WHAT TO PRODUCE:
In the data below, find every line with the string "citations" and pull it out.

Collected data

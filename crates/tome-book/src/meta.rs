//! Metadata files shipped alongside the fragments: title lookups, the
//! precompiled statistics blob, and the part composition.

use std::{collections::BTreeMap, path::Path};

use serde::Deserialize;

use crate::error::Result;

/// Title metadata, keyed by label. Entries without a title are legal and
/// simply contribute no display name.
pub type TitleMap = BTreeMap<String, TitleEntry>;

#[derive(Debug, Clone, Default, PartialEq, Eq, Deserialize)]
pub struct TitleEntry {
  #[serde(default)]
  pub title: Option<String>,
}

/// Load a title-metadata file: a JSON object `label → { "title": … }`.
pub fn load_titles(path: impl AsRef<Path>) -> Result<TitleMap> {
  Ok(serde_json::from_str(&std::fs::read_to_string(path)?)?)
}

/// Load the corpus statistics blob: a JSON object `name → number`.
pub fn load_statistics(path: impl AsRef<Path>) -> Result<BTreeMap<String, f64>> {
  Ok(serde_json::from_str(&std::fs::read_to_string(path)?)?)
}

/// Load the part composition: a JSON object mapping each part locator to the
/// locators of the chapters it contains.
pub fn load_parts(
  path: impl AsRef<Path>,
) -> Result<BTreeMap<String, Vec<String>>> {
  Ok(serde_json::from_str(&std::fs::read_to_string(path)?)?)
}

// ─── Tests ───────────────────────────────────────────────────────────────────
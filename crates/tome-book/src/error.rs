//! Error types for `tome-book`.

use thiserror::Error;

#[derive(Debug, Error)]
pub enum Error {
  #[error("fragment name {0:?}: expected <kind>-<locator>-<id>-<label>")]
  MalformedUnitName(String),

  #[error("fragment name {0:?}: expected <id>-<ordinal>")]
  MalformedProofName(String),

  #[error("invalid proof ordinal {value:?} in {name:?}")]
  InvalidOrdinal { name: String, value: String },

  #[error("core error: {0}")]
  Core(#[from] tome_core::Error),

  #[error("io error: {0}")]
  Io(#[from] std::io::Error),

  #[error("json error: {0}")]
  Json(#[from] serde_json::Error),
}

pub type Result<T, E = Error> = std::result::Result<T, E>;
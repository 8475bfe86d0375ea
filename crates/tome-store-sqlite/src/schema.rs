//! SQL schema for the tome SQLite store.
//!
//! Executed once at connection startup. Future migrations will be gated on
//! `PRAGMA user_version`.

/// Full schema DDL; idempotent thanks to `CREATE TABLE IF NOT EXISTS`.
///
/// Foreign keys are deliberately not declared: dangling edge targets and
/// proofs that arrive ahead of their unit are data here, not errors.
pub const SCHEMA: &str = "
PRAGMA journal_mode = WAL;

CREATE TABLE IF NOT EXISTS units (
    unit_id      TEXT PRIMARY KEY,    -- 4-char uppercase code
    label        TEXT NOT NULL,
    kind         TEXT NOT NULL,       -- lowercase kind name
    locator      TEXT NOT NULL,       -- dotted structural path
    body         TEXT NOT NULL,
    active       INTEGER NOT NULL DEFAULT 0,
    display_name TEXT
);

CREATE TABLE IF NOT EXISTS proofs (
    unit_id TEXT NOT NULL,
    ordinal INTEGER NOT NULL,
    body    TEXT NOT NULL,
    PRIMARY KEY (unit_id, ordinal)
);

CREATE TABLE IF NOT EXISTS footnotes (
    label TEXT PRIMARY KEY,
    body  TEXT NOT NULL
);

CREATE TABLE IF NOT EXISTS extras (
    unit_id TEXT NOT NULL,
    kind    TEXT NOT NULL,    -- 'slogan' | 'history' | 'reference'
    body    TEXT NOT NULL,
    PRIMARY KEY (unit_id, kind)
);

-- Recomputed views below: each is fully replaced, in one transaction, on
-- every sync run.

CREATE TABLE IF NOT EXISTS dependencies (
    from_id TEXT NOT NULL,
    to_id   TEXT NOT NULL     -- may be dangling
);

CREATE TABLE IF NOT EXISTS citations (
    unit_id TEXT NOT NULL,
    key     TEXT NOT NULL,
    UNIQUE (unit_id, key)
);

CREATE TABLE IF NOT EXISTS search_units (
    unit_id TEXT PRIMARY KEY,
    body    TEXT NOT NULL     -- unit body plus its proofs, concatenated
);

CREATE TABLE IF NOT EXISTS search_statements (
    unit_id TEXT PRIMARY KEY,
    body    TEXT NOT NULL
);

CREATE TABLE IF NOT EXISTS part_links (
    part_id    TEXT NOT NULL,
    chapter_id TEXT NOT NULL,
    UNIQUE (part_id, chapter_id)
);

CREATE TABLE IF NOT EXISTS unit_statistics (
    unit_id TEXT NOT NULL,
    metric  TEXT NOT NULL,
    value   INTEGER NOT NULL,
    UNIQUE (unit_id, metric)
);

CREATE TABLE IF NOT EXISTS book_statistics (
    name  TEXT PRIMARY KEY,
    value REAL NOT NULL
);

CREATE INDEX IF NOT EXISTS units_label_idx       ON units(label);
CREATE INDEX IF NOT EXISTS dependencies_from_idx ON dependencies(from_id);
CREATE INDEX IF NOT EXISTS dependencies_to_idx   ON dependencies(to_id);
CREATE INDEX IF NOT EXISTS citations_unit_idx    ON citations(unit_id);
CREATE INDEX IF NOT EXISTS proofs_unit_idx       ON proofs(unit_id);

PRAGMA user_version = 1;
";
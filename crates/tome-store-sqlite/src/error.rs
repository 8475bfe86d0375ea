//! Error type for `tome-store-sqlite`.

use thiserror::Error;

#[derive(Debug, Error)]
pub enum Error {
  #[error("core error: {0}")]
  Core(#[from] tome_core::Error),

  #[error("database error: {0}")]
  Database(#[from] tokio_rusqlite::Error),

  /// Another process holds the run lock on this store file.
  #[error("store is locked by another sync run")]
  Busy,
}

pub type Result<T, E = Error> = std::result::Result<T, E>;
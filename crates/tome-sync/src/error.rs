//! Error type for `tome-sync`.

use thiserror::Error;

#[derive(Debug, Error)]
pub enum Error {
  /// A storage backend failure, boxed so the pipeline stays store-agnostic.
  #[error("store error: {0}")]
  Store(#[source] Box<dyn std::error::Error + Send + Sync>),

  #[error("invalid marker pattern: {0}")]
  Pattern(#[from] regex::Error),
}

pub type Result<T, E = Error> = std::result::Result<T, E>;
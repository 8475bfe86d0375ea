//! Statistics rows produced by the aggregator.

use crate::{
  error::{Error, Result},
  unit::UnitId,
};

/// The per-unit metrics derived from the dependency closure.
#[derive(Debug, Clone, Copy, PartialEq, Eq)]
pub enum UnitMetric {
  /// Size of the unit's transitive dependency set.
  Preliminaries,
  /// Distinct chapters its preliminaries touch.
  Chapters,
  /// Distinct sections its preliminaries touch.
  Sections,
  /// How many other units transitively depend on it.
  Consequences,
}

impl UnitMetric {
  pub const ALL: [UnitMetric; 4] = [
    UnitMetric::Preliminaries,
    UnitMetric::Chapters,
    UnitMetric::Sections,
    UnitMetric::Consequences,
  ];

  pub fn parse(s: &str) -> Result<Self> {
    match s {
      "preliminaries" => Ok(Self::Preliminaries),
      "chapters" => Ok(Self::Chapters),
      "sections" => Ok(Self::Sections),
      "consequences" => Ok(Self::Consequences),
      other => Err(Error::UnknownMetric(other.to_string())),
    }
  }

  pub fn as_str(&self) -> &'static str {
    match self {
      Self::Preliminaries => "preliminaries",
      Self::Chapters => "chapters",
      Self::Sections => "sections",
      Self::Consequences => "consequences",
    }
  }
}

impl std::fmt::Display for UnitMetric {
  fn fmt(&self, f: &mut std::fmt::Formatter<'_>) -> std::fmt::Result {
    f.write_str(self.as_str())
  }
}

/// One `(unit, metric)` row. The table carries exactly one row per pair and
/// is fully replaced on every run.
#[derive(Debug, Clone, PartialEq)]
pub struct UnitStatistic {
  pub unit_id: UnitId,
  pub metric:  UnitMetric,
  pub value:   i64,
}

/// One corpus-wide metric row, sourced from the external statistics blob
/// (plus the optional page count). Fully replaced on every run.
#[derive(Debug, Clone, PartialEq)]
pub struct BookStatistic {
  pub name:  String,
  pub value: f64,
}
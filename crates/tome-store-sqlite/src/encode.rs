//! Decoding helpers between SQLite rows and domain types.
//!
//! Encoding needs no helpers — unit ids, kinds, and metric names all expose
//! their stored text form via `as_str()`. Decoding goes through `Raw*` row
//! structs read inside the connection closure and converted afterwards, so
//! the fallible parsing happens outside the database thread.

use tome_core::{
  content::Proof,
  stats::{UnitMetric, UnitStatistic},
  unit::{Locator, Unit, UnitId, UnitKind},
};

use crate::Result;

pub fn decode_unit_id(s: &str) -> Result<UnitId> {
  Ok(UnitId::parse(s)?)
}

pub fn decode_metric(s: &str) -> Result<UnitMetric> {
  Ok(UnitMetric::parse(s)?)
}

// ─── Raw rows ────────────────────────────────────────────────────────────────

pub struct RawUnit {
  pub unit_id:      String,
  pub label:        String,
  pub kind:         String,
  pub locator:      String,
  pub body:         String,
  pub active:       bool,
  pub display_name: Option<String>,
}

impl RawUnit {
  pub fn into_unit(self) -> Result<Unit> {
    Ok(Unit {
      id:           decode_unit_id(&self.unit_id)?,
      label:        self.label,
      kind:         UnitKind::parse(&self.kind),
      locator:      Locator::new(self.locator),
      body:         self.body,
      active:       self.active,
      display_name: self.display_name,
    })
  }
}

pub struct RawProof {
  pub unit_id: String,
  pub ordinal: u32,
  pub body:    String,
}

impl RawProof {
  pub fn into_proof(self) -> Result<Proof> {
    Ok(Proof {
      unit_id: decode_unit_id(&self.unit_id)?,
      ordinal: self.ordinal,
      body:    self.body,
    })
  }
}

pub struct RawStatistic {
  pub unit_id: String,
  pub metric:  String,
  pub value:   i64,
}

impl RawStatistic {
  pub fn into_statistic(self) -> Result<UnitStatistic> {
    Ok(UnitStatistic {
      unit_id: decode_unit_id(&self.unit_id)?,
      metric:  decode_metric(&self.metric)?,
      value:   self.value,
    })
  }
}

SOLVED EXERCISE:
CREATE TABLE IF NOT EXISTS citations (
CREATE INDEX IF NOT EXISTS citations_unit_idx    ON citations(unit_id);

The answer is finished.